Quel rapport y a t’il entre le chemin de fer et le cheval de trait ou, plus largement, le cheval d’attelage ?
L’historien des transports verra dans le premier un concurrent déloyal du second. Il vous dira comment le rail a supplanté les fabuleuses armadas de la Poste aux Chevaux, comment il a relégué au magasin des antiquités maîtres de Poste, voitures et postillons, condamné les relais au « recyclage » ou à la fermeture … Les plus avertis vous évoqueront peut-être la fin des Chasse-marées, des Grandvalliers…
Certes, tout cela est vrai, mais réducteur. N’oublions pas que l’arrivée du chemin de fer, puis la densification de son réseau, ont multiplié les besoins en transports routiers de toutes sortes. A une échelle locale, d’innombrables lignes d’omnibus ont dû être créées entre les bourgs dotés de gare, dont l’importance économique s’est trouvée renforcée, et les autres. De leur côté, la plupart des grands hôtels n’ont pas tardé à proposer à leur clientèle les services d’une « voiture de gare ».
La révolution ferroviaire a évidemment bouleversé le transport des marchandises et des matériaux. A la batellerie, qui seule permettait jusque là de transporter de gros volumes, le train a opposé d’emblée, à capacité de charge équivalente, sa fiabilité (il ignore dans une large mesure les périodes de grande sécheresse, les inondations, les forts gels qui immobilisent les bateaux), sa vitesse (intéressante pour les denrées périssables), sa polyvalence grâce à ses nombreux types de wagons. Il n’en demeure pas moins qu’une gare, fût-elle celle d’une usine, ne constitue pas une fin en elle-même, et qu’il faut toujours y amener ou en expédier le fret… C’est encore là qu’interviennent des attelages de plus en plus nombreux et spécialisés.
Autant dire, et pour conclure sur ce point, qu’il ne faut pas oublier que la révolution des transports, généralement associée à l’industrialisation et à l’urbanisation de la France au XIXème siècle, ne concerne pas seulement la navigation intérieure et le rail mais également la route, et donc l’attelage.

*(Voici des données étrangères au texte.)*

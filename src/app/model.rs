//! Application model types: `App` and `PlaybackState`.

use airwave::events::RadioEvent;
use airwave::station::Station;
use airwave::track::Track;

pub const PROMPT_TEXT: &str = "Press Play to Begin";
pub const LOADING_TEXT: &str = "Loading...";
pub const PAUSED_TEXT: &str = "Paused...";

/// The playback state as the UI sees it.
#[derive(Copy, Clone, Debug, Default, PartialEq, Eq)]
pub enum PlaybackState {
    #[default]
    Stopped,
    Playing,
    Offline,
}

/// What the user asked the radio to do.
#[derive(Copy, Clone, Debug, PartialEq, Eq)]
pub enum Request {
    Play,
    Pause,
}

/// The main application model.
pub struct App {
    pub station_name: String,
    pub title: String,
    pub artist: String,
    pub playback: PlaybackState,
    station_configured: bool,
}

impl App {
    pub fn new(station: &Station) -> Self {
        Self {
            title: PROMPT_TEXT.to_string(),
            artist: station.name.clone(),
            station_name: station.name.clone(),
            playback: PlaybackState::Stopped,
            station_configured: station.is_configured(),
        }
    }

    /// Placeholder title to send ahead of `request`, so it is applied before
    /// anything the request itself causes (such as the offline track).
    pub fn placeholder(&self, request: Request) -> Option<&'static str> {
        match request {
            Request::Play if self.station_configured => Some(LOADING_TEXT),
            Request::Play => None,
            Request::Pause => Some(PAUSED_TEXT),
        }
    }

    /// Fold a batch of radio events into the model.
    pub fn apply_events(&mut self, events: &[RadioEvent]) {
        for event in events {
            match event {
                RadioEvent::PlayPressed => self.playback = PlaybackState::Playing,
                RadioEvent::PausePressed => {
                    if self.playback != PlaybackState::Offline {
                        self.playback = PlaybackState::Stopped;
                    }
                }
                RadioEvent::MetadataUpdated(track) => self.show_track(track),
                RadioEvent::StationOffline { station } => {
                    tracing::info!(station = %station, "station offline");
                    self.playback = PlaybackState::Offline;
                }
            }
        }
    }

    pub fn show_track(&mut self, track: &Track) {
        self.title = track.title.clone();
        self.artist = track.artist.clone();
    }

    pub fn is_playing(&self) -> bool {
        self.playback == PlaybackState::Playing
    }
}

Dès leurs débuts, les chemins de fer ont donc recouru aux chevaux. Passons sur les trains à traction hippomobile, « exotiques » et éphémères pour beaucoup, pour souligner que les Compagnies de chemin de fer ont employé, jusque dans l’entre-deux guerres, énormément de chevaux pour le camionnage et les messageries et que leurs spectaculaires équipages ont souvent brillé au Concours Central Hippique de Paris.
Dans l’ombre de ces superbes attelages, d’autres serviteurs ahanent. Dans les gares de triage, les ports ou les usines, les wagons ne sont pas tous déplacés par des locomotives, les chevaux sont aussi à la manœuvre.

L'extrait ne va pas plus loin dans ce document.